ある申請取り下げ

名古屋鉄道 571号

 いつも路面電車とその周辺の情報を探してネット上を巡回し、このブログを書いているのですが、ネット上にある膨大な情報をすべて把握できるわけではないので、抜け落ちるものが出てきます。今日書くのは、日付としては1か月も前の出来事です。
 「軌道事業特許申請」の取下げについて。 岐阜地区新鉄道設立準備室
「新聞各紙で既報のとおり」とあるので、報道はあったはずなのですが、気がつきませんでした。岐阜の路面電車の再生を目指す組織が、3月に申請した路面電車事業の特許が、申請取り下げという形で、決着したというものです。
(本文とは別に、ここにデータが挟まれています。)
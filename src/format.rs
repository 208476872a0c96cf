// src/format.rs

//! Presentation helpers for the CLI summary output.

use chrono::DateTime;

/// Turns an account-creation timestamp (RFC 3339) into a human age phrase
/// and a long-form creation date, e.g. `("2 years, 3 months",
/// "March 14, 2024")`.
///
/// Returns `None` when the timestamp is missing or unparseable.
pub fn format_account_age(created_at: &str) -> Option<(String, String)> {
    let created = DateTime::parse_from_rfc3339(created_at).ok()?;
    let now = chrono::Utc::now().with_timezone(&created.timezone());
    let days = (now - created).num_days().max(0);
    let date = created.format("%B %d, %Y").to_string();
    Some((age_phrase(days), date))
}

/// Calendar-approximate phrasing of an age in days: whole years, then
/// 30-day months, with leftover days shown only for sub-year ages.
fn age_phrase(days: i64) -> String {
    let years = days / 365;
    let months = (days % 365) / 30;
    let leftover = days % 30;

    let mut parts = Vec::new();
    if years > 0 {
        parts.push(plural(years, "year"));
    }
    if months > 0 {
        parts.push(plural(months, "month"));
    }
    if leftover > 0 && years == 0 {
        parts.push(plural(leftover, "day"));
    }
    if parts.is_empty() {
        "Less than a day".to_owned()
    } else {
        parts.join(", ")
    }
}

fn plural(n: i64, unit: &str) -> String {
    if n == 1 {
        format!("{n} {unit}")
    } else {
        format!("{n} {unit}s")
    }
}

/// Formats an integer with thousands separators: `1234567` → `1,234,567`.
pub fn format_number(n: u64) -> String {
    let digits = n.to_string();
    let mut out = String::with_capacity(digits.len() + digits.len() / 3);
    for (i, c) in digits.chars().enumerate() {
        if i > 0 && (digits.len() - i) % 3 == 0 {
            out.push(',');
        }
        out.push(c);
    }
    out
}
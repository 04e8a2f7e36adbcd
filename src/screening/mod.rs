//! Cash-secured put screening
//!
//! Turns a grid of (underlying × expiration × strike) put quotes into a ranked
//! shortlist.
//!
//! Pipeline, per underlying:
//! 1. **Underlying filters**: sector and fundamental floors, quality score
//! 2. **Expiration pre-filter**: drop whole expirations outside the DTE band
//! 3. **Contract filter**: moneyness, bid, spread width, delta band, monthly return
//! 4. **Composite scoring**: weighted return/IV-rank/cushion/theta/quality/gamma score
//!
//! and once for the whole universe:
//! 5. **Ranking**: stable sort by score, truncate to top-N

mod config;
mod filter;
mod income;
mod quality;
mod ranker;
mod scoring;
mod screener;
pub mod spreads;

pub use config::*;
pub use filter::*;
pub use income::*;
pub use quality::*;
pub use ranker::*;
pub use scoring::*;
pub use screener::*;

use chrono::NaiveDate;
use serde::{Deserialize, Serialize};

use crate::core::Greeks;

/// Cosmetic star rating of a composite score
#[derive(Debug, Clone, Copy, PartialEq, Eq, PartialOrd, Ord, Serialize, Deserialize)]
pub enum StarRating {
    None,
    One,
    Two,
    Three,
}

impl StarRating {
    /// ≥20 three stars, ≥16 two, ≥12 one
    pub fn from_score(score: f64) -> Self {
        if score >= 20.0 {
            StarRating::Three
        } else if score >= 16.0 {
            StarRating::Two
        } else if score >= 12.0 {
            StarRating::One
        } else {
            StarRating::None
        }
    }

    /// Display form, e.g. "★★"
    pub fn symbol(&self) -> &'static str {
        match self {
            StarRating::None => "",
            StarRating::One => "★",
            StarRating::Two => "★★",
            StarRating::Three => "★★★",
        }
    }
}

/// A put that survived every filter, with its derived metrics
#[derive(Debug, Clone, PartialEq, Serialize, Deserialize)]
pub struct ScreeningCandidate {
    /// Underlying symbol
    pub symbol: String,
    /// Underlying sector
    pub sector: String,
    /// Underlying spot price
    pub spot: f64,
    /// Strike price
    pub strike: f64,
    /// Expiration date
    pub expiry: NaiveDate,
    /// Days to expiration
    pub dte: i64,
    pub bid: f64,
    pub ask: f64,
    /// Mid price
    pub mid: f64,
    /// Black-Scholes Greeks at the resolved volatility
    pub greeks: Greeks,
    /// Implied volatility as quoted, in percent
    pub iv_pct: f64,
    /// Estimated IV rank (0–100) of the underlying, if known
    pub iv_rank: Option<f64>,
    /// Distance of strike below spot, in percent
    pub otm_pct: f64,
    /// Premium return normalized to 30 days, in percent
    pub monthly_return: f64,
    /// Cash collateral per contract (strike × 100)
    pub capital_required: f64,
    /// Premium per contract (mid × 100)
    pub premium: f64,
    /// Fundamental quality score (0–100)
    pub quality_score: u8,
    pub volume: u64,
    pub open_interest: u64,
    /// Next earnings date falls before expiration
    pub earnings_before_expiry: bool,
    /// Composite ranking score
    pub score: f64,
    /// Star rating of `score`
    pub rating: StarRating,
}
//! Core data types for the screener
//!
//! Defines fundamental types:
//! - Quote: spot price and fundamentals of an underlying
//! - OptionContract / ExpirationChain: raw put quotes per expiry
//! - Greeks: put sensitivities
//! - ScreenerError: crate error type

pub mod option;
pub mod quote;
pub mod greeks;
pub mod error;

pub use option::*;
pub use quote::*;
pub use greeks::*;
pub use error::*;
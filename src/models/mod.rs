//! Pricing models
//!
//! Implements:
//! - Standard normal PDF/CDF (Abramowitz & Stegun)
//! - Black-Scholes European put Greeks
//! - Realized-volatility IV rank estimate

pub mod normal;
pub mod black_scholes;
pub mod iv_rank;

pub use normal::*;
pub use black_scholes::*;
pub use iv_rank::*;
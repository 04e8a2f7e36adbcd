//! Implied-volatility rank estimate
//!
//! Historical option IVs are rarely available, so IV rank is proxied by where the
//! current 30-day realized volatility sits within its range over the supplied
//! price history (normally one year of daily closes).

const WINDOW: usize = 30;
const TRADING_DAYS: f64 = 252.0;
const MIN_RETURNS: usize = 30;
const MIN_ROLLING: usize = 10;

/// Annualized rolling realized volatility of daily log returns
///
/// One value per full `window` of returns, using the sample standard deviation.
pub fn rolling_realized_vol(closes: &[f64], window: usize) -> Vec<f64> {
    let returns: Vec<f64> = closes
        .windows(2)
        .filter(|w| w[0] > 0.0 && w[1] > 0.0)
        .map(|w| (w[1] / w[0]).ln())
        .collect();

    if window < 2 || returns.len() < window {
        return Vec::new();
    }

    returns
        .windows(window)
        .map(|w| {
            let n = w.len() as f64;
            let mean = w.iter().sum::<f64>() / n;
            let var = w.iter().map(|r| (r - mean).powi(2)).sum::<f64>() / (n - 1.0);
            var.sqrt() * TRADING_DAYS.sqrt()
        })
        .collect()
}

/// IV rank (0–100, one decimal) from daily closes, oldest first
///
/// `None` when the history is too short to say anything.
pub fn estimate_iv_rank(closes: &[f64]) -> Option<f64> {
    if closes.len() <= MIN_RETURNS {
        return None;
    }

    let rolling = rolling_realized_vol(closes, WINDOW);
    if rolling.len() < MIN_ROLLING {
        return None;
    }

    let current = *rolling.last()?;
    let min = rolling.iter().copied().fold(f64::INFINITY, f64::min);
    let max = rolling.iter().copied().fold(f64::NEG_INFINITY, f64::max);

    if max == min {
        return Some(50.0);
    }

    let rank = ((current - min) / (max - min) * 100.0).clamp(0.0, 100.0);
    Some((rank * 10.0).round() / 10.0)
}

#[cfg(test)]
mod tests {
    use super::*;

    /// Closes with a constant daily log step, then a noisy tail
    fn closes_with_tail(calm_days: usize, tail: &[f64]) -> Vec<f64> {
        let mut closes = vec![100.0];
        for i in 0..calm_days {
            let step = if i % 2 == 0 { 1.001 } else { 0.999 };
            let last = *closes.last().unwrap();
            closes.push(last * step);
        }
        for &r in tail {
            let last = *closes.last().unwrap();
            closes.push(last * r);
        }
        closes
    }

    #[test]
    fn test_short_history_is_unknown() {
        assert!(estimate_iv_rank(&[]).is_none());
        assert!(estimate_iv_rank(&vec![100.0; 30]).is_none());
        // 33 closes -> 32 returns -> only 3 rolling windows
        assert!(estimate_iv_rank(&closes_with_tail(32, &[])).is_none());
    }

    #[test]
    fn test_flat_history_is_midpoint() {
        let closes = vec![100.0; 60];
        assert_eq!(estimate_iv_rank(&closes), Some(50.0));
    }

    #[test]
    fn test_vol_spike_ranks_high() {
        let tail: Vec<f64> = (0..10).map(|i| if i % 2 == 0 { 1.05 } else { 0.95 }).collect();
        let closes = closes_with_tail(80, &tail);

        let rank = estimate_iv_rank(&closes).unwrap();
        assert!(rank > 90.0, "rank = {}", rank);
    }

    #[test]
    fn test_calm_after_storm_ranks_low() {
        let mut closes = vec![100.0];
        for i in 0..40 {
            let last = *closes.last().unwrap();
            closes.push(last * if i % 2 == 0 { 1.05 } else { 0.95 });
        }
        for i in 0..60 {
            let last = *closes.last().unwrap();
            closes.push(last * if i % 2 == 0 { 1.001 } else { 0.999 });
        }

        let rank = estimate_iv_rank(&closes).unwrap();
        assert!(rank < 10.0, "rank = {}", rank);
    }

    #[test]
    fn test_rolling_vol_length() {
        let closes = vec![100.0; 51];
        // 50 returns, window 30 -> 21 values
        assert_eq!(rolling_realized_vol(&closes, 30).len(), 21);
    }
}
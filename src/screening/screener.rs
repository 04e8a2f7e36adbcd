//! Screener - main facade for the screening pipeline
//!
//! Runs the per-underlying stages (underlying filters, DTE pre-filter, contract
//! filter, scoring) for every symbol of a watchlist, then ranks the union once.

use chrono::NaiveDate;
use rayon::prelude::*;
use serde::{Deserialize, Serialize};

use super::spreads::{screen_put_spreads, SpreadCandidate};
use super::{
    apply_score, quality_score, rank, screen_expiration, ExpiryContext, Ranked, RejectionCounts,
    ScreeningCandidate, ScreeningConfig,
};
use crate::core::{ExpirationChain, ScreenerError, ScreenerResult};
use crate::data::{MarketDataSource, UnderlyingData};
use crate::models::estimate_iv_rank;

/// Why a whole underlying was left out
#[derive(Debug, Clone, PartialEq, Eq, Serialize, Deserialize)]
pub enum SkipReason {
    /// The data source had nothing usable for the symbol
    Unavailable(String),
    /// Quote flagged invalid or price not positive
    InvalidQuote,
    /// Outside the configured sector
    Sector,
    /// Below a fundamental floor
    Fundamentals,
}

/// Outcome of screening one underlying
#[derive(Debug, Clone, PartialEq)]
pub struct UnderlyingScreen<T = ScreeningCandidate> {
    pub symbol: String,
    /// Scored survivors in discovery order (expiration, then strike as supplied)
    pub candidates: Vec<T>,
    pub rejections: RejectionCounts,
    /// Survivors dropped by the IV rank floor
    pub below_iv_rank: usize,
    pub skipped: Option<SkipReason>,
}

impl<T> UnderlyingScreen<T> {
    fn skipped(symbol: impl Into<String>, reason: SkipReason) -> Self {
        Self {
            symbol: symbol.into(),
            candidates: Vec::new(),
            rejections: RejectionCounts::default(),
            below_iv_rank: 0,
            skipped: Some(reason),
        }
    }
}

/// Ranked result of one screening run
#[derive(Debug, Clone, PartialEq, Serialize, Deserialize)]
pub struct ScreeningReport<T = ScreeningCandidate> {
    pub as_of: NaiveDate,
    /// Underlyings that reached the contract filter
    pub symbols_screened: usize,
    pub symbols_skipped: usize,
    /// Survivors across the universe before truncation
    pub total_found: usize,
    pub rejections: RejectionCounts,
    /// Top-N by score, descending
    pub candidates: Vec<T>,
}

impl<T> ScreeningReport<T> {
    pub fn is_empty(&self) -> bool {
        self.candidates.is_empty()
    }
}

/// Per-underlying values shared by every expiration
struct UnderlyingContext {
    quality_score: u8,
    iv_rank: Option<f64>,
}

/// Main screener that runs the full pipeline
pub struct Screener {
    config: ScreeningConfig,
}

impl Screener {
    /// Create a screener with the default configuration
    pub fn new() -> Self {
        Self {
            config: ScreeningConfig::default(),
        }
    }

    /// Create with a custom configuration, validated once here
    pub fn with_config(config: ScreeningConfig) -> ScreenerResult<Self> {
        config.validate()?;
        Ok(Self { config })
    }

    /// Get current configuration
    pub fn config(&self) -> &ScreeningConfig {
        &self.config
    }

    /// Screen every symbol and rank the survivors
    ///
    /// Underlyings are screened in parallel; results are merged in watchlist order
    /// before the single ranking pass, so the output matches a sequential run.
    pub fn screen_universe<S>(&self, source: &S, symbols: &[String]) -> ScreeningReport
    where
        S: MarketDataSource + ?Sized,
    {
        let as_of = source.as_of();
        let screens: Vec<UnderlyingScreen> = symbols
            .par_iter()
            .map(|symbol| match source.underlying(symbol) {
                Ok(data) => self.screen_underlying(&data, as_of),
                Err(e) => unavailable(symbol, e),
            })
            .collect();

        self.merge(as_of, screens)
    }

    /// Screen every symbol for put credit spreads and rank them
    pub fn screen_spreads_universe<S>(
        &self,
        source: &S,
        symbols: &[String],
    ) -> ScreeningReport<SpreadCandidate>
    where
        S: MarketDataSource + ?Sized,
    {
        let as_of = source.as_of();
        let screens: Vec<UnderlyingScreen<SpreadCandidate>> = symbols
            .par_iter()
            .map(|symbol| match source.underlying(symbol) {
                Ok(data) => self.screen_spreads_underlying(&data, as_of),
                Err(e) => unavailable(symbol, e),
            })
            .collect();

        self.merge(as_of, screens)
    }

    /// Filter and score the puts of one underlying
    pub fn screen_underlying(&self, data: &UnderlyingData, as_of: NaiveDate) -> UnderlyingScreen {
        let underlying = match self.prepare(data) {
            Ok(u) => u,
            Err(reason) => return UnderlyingScreen::skipped(data.symbol(), reason),
        };

        let mut candidates = Vec::new();
        let mut rejections = RejectionCounts::default();

        for (chain, dte) in self.eligible_expirations(data, as_of) {
            let ctx = expiry_context(data, &underlying, chain, dte, as_of);
            let screen = screen_expiration(&ctx, chain, &self.config);

            rejections.merge(&screen.rejections);
            candidates.extend(screen.candidates);
        }

        for candidate in &mut candidates {
            apply_score(candidate);
        }

        let found = candidates.len();
        self.apply_iv_rank_floor(&mut candidates, |c| c.iv_rank);
        let below_iv_rank = found - candidates.len();

        tracing::debug!(
            "{}: rejected itm={} no_bid={} wide={} non_finite={} delta={} return={} ivr={}",
            data.symbol(),
            rejections.in_the_money,
            rejections.no_bid,
            rejections.wide_spread,
            rejections.non_finite,
            rejections.delta_out_of_band,
            rejections.low_return,
            below_iv_rank
        );
        tracing::info!(
            "{}: {} candidates (quality {}, iv rank {:?})",
            data.symbol(),
            candidates.len(),
            underlying.quality_score,
            underlying.iv_rank
        );

        UnderlyingScreen {
            symbol: data.symbol().to_string(),
            candidates,
            rejections,
            below_iv_rank,
            skipped: None,
        }
    }

    /// Build and score put credit spreads for one underlying
    pub fn screen_spreads_underlying(
        &self,
        data: &UnderlyingData,
        as_of: NaiveDate,
    ) -> UnderlyingScreen<SpreadCandidate> {
        let underlying = match self.prepare(data) {
            Ok(u) => u,
            Err(reason) => return UnderlyingScreen::skipped(data.symbol(), reason),
        };

        let mut spreads = Vec::new();
        for (chain, dte) in self.eligible_expirations(data, as_of) {
            let ctx = expiry_context(data, &underlying, chain, dte, as_of);
            spreads.extend(screen_put_spreads(&ctx, chain, &self.config));
        }

        let found = spreads.len();
        self.apply_iv_rank_floor(&mut spreads, |s| s.iv_rank);

        tracing::info!("{}: {} spreads", data.symbol(), spreads.len());

        UnderlyingScreen {
            symbol: data.symbol().to_string(),
            below_iv_rank: found - spreads.len(),
            candidates: spreads,
            rejections: RejectionCounts::default(),
            skipped: None,
        }
    }

    /// Underlying-level gates plus the values every expiration shares
    fn prepare(&self, data: &UnderlyingData) -> Result<UnderlyingContext, SkipReason> {
        let quote = &data.quote;

        if !quote.is_usable() {
            tracing::warn!("Skipping {}: invalid quote (price {})", quote.symbol, quote.price);
            return Err(SkipReason::InvalidQuote);
        }
        if !self.config.admits_sector(quote) {
            tracing::debug!("Skipping {}: sector {:?} filtered out", quote.symbol, quote.sector);
            return Err(SkipReason::Sector);
        }
        if !self.config.fundamentals.admits(quote) {
            tracing::debug!("Skipping {}: below fundamental floors", quote.symbol);
            return Err(SkipReason::Fundamentals);
        }

        Ok(UnderlyingContext {
            quality_score: quality_score(quote),
            iv_rank: estimate_iv_rank(&data.price_history),
        })
    }

    /// Expirations inside the DTE band, in supplied order
    fn eligible_expirations<'a>(
        &'a self,
        data: &'a UnderlyingData,
        as_of: NaiveDate,
    ) -> impl Iterator<Item = (&'a ExpirationChain, i64)> + 'a {
        data.expirations
            .iter()
            .map(move |chain| (chain, chain.days_to_expiry(as_of)))
            .filter(move |(_, dte)| self.config.dte_in_range(*dte))
    }

    /// Drop results below `min_iv_rank`; an unknown rank never passes a set floor
    fn apply_iv_rank_floor<T>(&self, items: &mut Vec<T>, iv_rank: impl Fn(&T) -> Option<f64>) {
        if let Some(floor) = self.config.min_iv_rank {
            items.retain(|item| iv_rank(item).map(|r| r >= floor).unwrap_or(false));
        }
    }

    fn merge<T: Ranked>(
        &self,
        as_of: NaiveDate,
        screens: Vec<UnderlyingScreen<T>>,
    ) -> ScreeningReport<T> {
        let mut symbols_screened = 0;
        let mut symbols_skipped = 0;
        let mut rejections = RejectionCounts::default();
        let mut all = Vec::new();

        for screen in screens {
            if screen.skipped.is_some() {
                symbols_skipped += 1;
                continue;
            }
            symbols_screened += 1;
            rejections.merge(&screen.rejections);
            all.extend(screen.candidates);
        }

        let total_found = all.len();
        let candidates = rank(all, self.config.top_n);

        tracing::info!(
            "Screened {} underlyings ({} skipped): {} found, {} kept",
            symbols_screened,
            symbols_skipped,
            total_found,
            candidates.len()
        );

        ScreeningReport {
            as_of,
            symbols_screened,
            symbols_skipped,
            total_found,
            rejections,
            candidates,
        }
    }
}

impl Default for Screener {
    fn default() -> Self {
        Self::new()
    }
}

fn expiry_context<'a>(
    data: &'a UnderlyingData,
    underlying: &UnderlyingContext,
    chain: &ExpirationChain,
    dte: i64,
    as_of: NaiveDate,
) -> ExpiryContext<'a> {
    ExpiryContext {
        quote: &data.quote,
        expiry: chain.expiry,
        dte,
        quality_score: underlying.quality_score,
        iv_rank: underlying.iv_rank,
        earnings_before_expiry: data.earnings_before(as_of, chain.expiry),
    }
}

fn unavailable<T>(symbol: &str, error: ScreenerError) -> UnderlyingScreen<T> {
    tracing::warn!("Skipping {}: {}", symbol, error);
    UnderlyingScreen::skipped(symbol, SkipReason::Unavailable(error.to_string()))
}
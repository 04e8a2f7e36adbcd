//! Fundamental quality score
//!
//! Starts from a neutral 50 and adds independent per-metric adjustments, then
//! clamps once to [0, 100]. A metric reported as 0 is treated as unavailable and
//! never lands in a penalty tier.

use crate::core::Quote;

const NEUTRAL: i32 = 50;

/// Quality score (0–100) of an underlying from its fundamentals
pub fn quality_score(quote: &Quote) -> u8 {
    let score = NEUTRAL
        + gross_margin_points(quote.gross_margin)
        + operating_margin_points(quote.operating_margin)
        + fcf_yield_points(quote.fcf_yield)
        + revenue_growth_points(quote.revenue_growth)
        + pe_points(quote.pe_ratio);

    score.clamp(0, 100) as u8
}

/// ≥60% excellent, ≥40% good, below 20% poor
fn gross_margin_points(gm: f64) -> i32 {
    if gm >= 60.0 {
        12
    } else if gm >= 40.0 {
        6
    } else if gm < 20.0 && gm > 0.0 {
        -8
    } else {
        0
    }
}

fn operating_margin_points(om: f64) -> i32 {
    if om >= 25.0 {
        10
    } else if om >= 15.0 {
        5
    } else if om < 0.0 {
        -10
    } else {
        0
    }
}

fn fcf_yield_points(fy: f64) -> i32 {
    if fy >= 5.0 {
        10
    } else if fy >= 2.0 {
        5
    } else if fy < 0.0 {
        -8
    } else {
        0
    }
}

fn revenue_growth_points(rg: f64) -> i32 {
    if rg >= 20.0 {
        10
    } else if rg >= 10.0 {
        5
    } else if rg < 0.0 {
        -8
    } else {
        0
    }
}

/// Reasonable P/E preferred; negative earnings or >100x penalized
fn pe_points(pe: f64) -> i32 {
    if pe > 0.0 && pe <= 25.0 {
        8
    } else if pe > 25.0 && pe <= 50.0 {
        2
    } else if pe > 100.0 || pe < 0.0 {
        -5
    } else {
        0
    }
}

#[cfg(test)]
mod tests {
    use super::*;
    use proptest::prelude::*;

    fn quote(gm: f64, om: f64, fy: f64, rg: f64, pe: f64) -> Quote {
        Quote {
            gross_margin: gm,
            operating_margin: om,
            fcf_yield: fy,
            revenue_growth: rg,
            pe_ratio: pe,
            ..Quote::new("TEST", 100.0)
        }
    }

    #[test]
    fn test_missing_fundamentals_are_neutral() {
        assert_eq!(quality_score(&quote(0.0, 0.0, 0.0, 0.0, 0.0)), 50);
    }

    #[test]
    fn test_best_in_class() {
        // 50 + 12 + 10 + 10 + 10 + 8
        assert_eq!(quality_score(&quote(75.0, 40.0, 6.0, 30.0, 20.0)), 100);
    }

    #[test]
    fn test_worst_case() {
        // 50 - 8 - 10 - 8 - 8 - 5
        assert_eq!(quality_score(&quote(10.0, -5.0, -1.0, -3.0, -12.0)), 11);
    }

    #[test]
    fn test_mild_tiers() {
        // 50 + 6 + 5 + 5 + 5 + 2
        assert_eq!(quality_score(&quote(45.0, 18.0, 3.0, 12.0, 30.0)), 73);
    }

    #[test]
    fn test_gross_margin_floor_excludes_zero() {
        assert_eq!(gross_margin_points(0.0), 0);
        assert_eq!(gross_margin_points(15.0), -8);
        assert_eq!(gross_margin_points(25.0), 0);
    }

    #[test]
    fn test_pe_tiers() {
        assert_eq!(pe_points(0.0), 0);
        assert_eq!(pe_points(25.0), 8);
        assert_eq!(pe_points(50.0), 2);
        assert_eq!(pe_points(75.0), 0);
        assert_eq!(pe_points(150.0), -5);
    }

    proptest! {
        #[test]
        fn score_is_bounded(
            gm in -100.0f64..100.0,
            om in -100.0f64..100.0,
            fy in -50.0f64..50.0,
            rg in -100.0f64..300.0,
            pe in -500.0f64..500.0,
        ) {
            let s = quality_score(&quote(gm, om, fy, rg, pe));
            prop_assert!(s <= 100);
        }
    }
}
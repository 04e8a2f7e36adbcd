//! Market data
//!
//! The screener reads quotes and put chains through [`MarketDataSource`]. The crate
//! ships one source, a JSON [`MarketSnapshot`] captured ahead of time.

pub mod snapshot;

pub use snapshot::*;

use chrono::NaiveDate;
use serde::{Deserialize, Serialize};

use crate::core::{ExpirationChain, Quote, ScreenerResult};

/// Everything the screener needs about one underlying
#[derive(Debug, Clone, PartialEq, Serialize, Deserialize)]
pub struct UnderlyingData {
    pub quote: Quote,
    /// Put chains, one per listed expiration
    #[serde(default)]
    pub expirations: Vec<ExpirationChain>,
    /// Next earnings date, if announced
    #[serde(default)]
    pub earnings_date: Option<NaiveDate>,
    /// Daily closes, oldest first (for the IV rank estimate)
    #[serde(default)]
    pub price_history: Vec<f64>,
}

impl UnderlyingData {
    pub fn new(quote: Quote, expirations: Vec<ExpirationChain>) -> Self {
        Self {
            quote,
            expirations,
            earnings_date: None,
            price_history: Vec::new(),
        }
    }

    pub fn symbol(&self) -> &str {
        &self.quote.symbol
    }

    /// Whether earnings fall between `as_of` and `expiry`, inclusive
    pub fn earnings_before(&self, as_of: NaiveDate, expiry: NaiveDate) -> bool {
        self.earnings_date
            .map(|date| as_of <= date && date <= expiry)
            .unwrap_or(false)
    }
}

/// Supplier of per-underlying market data
///
/// Shared across screening threads, hence `Sync`.
pub trait MarketDataSource: Sync {
    /// Date the data is valued at; days-to-expiration count from here
    fn as_of(&self) -> NaiveDate;

    fn underlying(&self, symbol: &str) -> ScreenerResult<UnderlyingData>;
}
//! # CSP Screener - Cash-Secured Put Screening
//!
//! Screens a universe of underlyings for cash-secured put opportunities: prices
//! every out-of-the-money put with Black-Scholes, filters on liquidity, delta and
//! return, scores the survivors and ranks them.
//!
//! ## Key Components
//!
//! - **Models**: Abramowitz-Stegun normal CDF, Black-Scholes put Greeks, IV rank estimate
//! - **Screening**: quality scoring, contract filter, composite scoring, ranking
//! - **Spreads**: put credit spread construction and scoring
//! - **Data**: `MarketDataSource` seam with a JSON snapshot implementation
//!
//! ## Usage
//!
//! ```rust,no_run
//! use csp_screener::prelude::*;
//!
//! let snapshot = MarketSnapshot::from_json_file("snapshot.json").unwrap();
//! let preset = Preset::Income;
//!
//! let screener = Screener::with_config(preset.config()).unwrap();
//! let report = screener.screen_universe(&snapshot, &preset.watchlist().symbols);
//!
//! for c in &report.candidates {
//!     println!("{} {} {:.2} {}", c.symbol, c.strike, c.score, c.rating.symbol());
//! }
//! ```
//!
//! ## What This Does NOT Do
//!
//! - Fetch live market data (snapshots are produced elsewhere)
//! - Place orders
//! - Price American exercise, dividends or a volatility smile

pub mod core;
pub mod data;
pub mod models;
pub mod screening;

/// Prelude with commonly used types
pub mod prelude {
    // Core types
    pub use crate::core::{
        ExpirationChain, Greeks, OptionContract, Quote, ScreenerError, ScreenerResult,
        CONTRACT_MULTIPLIER,
    };

    // Data
    pub use crate::data::{MarketDataSource, MarketSnapshot, UnderlyingData};

    // Models
    pub use crate::models::{estimate_iv_rank, norm_cdf, norm_pdf, put_greeks};

    // Screening
    pub use crate::screening::{
        composite_score,
        quality_score,
        rank,
        screen_contract,
        screen_expiration,
        spreads::{screen_put_spreads, SpreadCandidate},
        FilterOutcome,
        FundamentalFloors,
        IncomeProjection,
        Preset,
        Ranked,
        Rejection,
        Screener,
        ScreeningCandidate,
        // Config
        ScreeningConfig,
        ScreeningReport,
        SpreadConfig,
        StarRating,
        Watchlist,
    };
}

// Re-export main types at crate root
pub use crate::core::{ScreenerError, ScreenerResult};
pub use crate::screening::{Screener, ScreeningCandidate, ScreeningConfig};
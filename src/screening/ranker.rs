//! Ranking of scored results

use std::cmp::Ordering;

use super::ScreeningCandidate;

/// Anything carrying a composite score
pub trait Ranked {
    fn score(&self) -> f64;
}

impl Ranked for ScreeningCandidate {
    fn score(&self) -> f64 {
        self.score
    }
}

/// Sort by score descending and keep the first `top_n`
///
/// Non-finite scores are dropped. The sort is stable, so equal scores keep
/// their discovery order.
pub fn rank<T: Ranked>(mut items: Vec<T>, top_n: usize) -> Vec<T> {
    items.retain(|item| item.score().is_finite());
    items.sort_by(|a, b| b.score().partial_cmp(&a.score()).unwrap_or(Ordering::Equal));
    items.truncate(top_n);
    items
}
 取り下げ理由が3項目ほど書いてあります。「沿線自治体・名古屋鉄道との調整結果 が大切」などというのは、運輸局に言われるまでもなく分かっていたはずで、それを待てないから先行して特許申請したのだと私は勝手に思っていたのですが、書いてあるとおりとすれば、どうやらそうではないようです。
 出直しなのか、断念なのか、青字で書いてある説明も意味がとりにくくて、どっちでもとれるように思うのですが、申請を行った主体としては断念ということで、「地元各層」が「主導」することが「意図されて」いると読むのでしょうか。そもそも、「意図されて」という主体の不明確な表現が使われているので、誰が思っていることなのかも分かりません。「地元各層」が「主導」してくれたらいいのになあという希望を述べているだけなのかもしれません。
 確かに、岐阜の路面電車の復活に向けた集まりが持たれたというような記事は、今でも時々記事になっています。それが、「地元各層」の「主導」にまでつながっていく動きなのかと言われると、首をかしげざるを得ません。しかし、世の中に廃線になった鉄道はたくさんありますが、ここまで「復活運動」が尾を引くのも珍しく、そこには何かの理由があるのではないかとも思います。それが何かはよく分かりません。もしかしたら、ただ惰性で続いているだけなのかもしれませんが、分からないから断定できません。特許申請の取り下げをもって、一区切り付いたということだけは確実に言えるだろうと思います。
 画像は名古屋鉄道が運行した路面電車の最終日、名鉄岐阜駅前です。マニアが車にひかれるとか、そういう事故がなくてよかったですね。あらためてこの画像を見て、そんなことを思いました。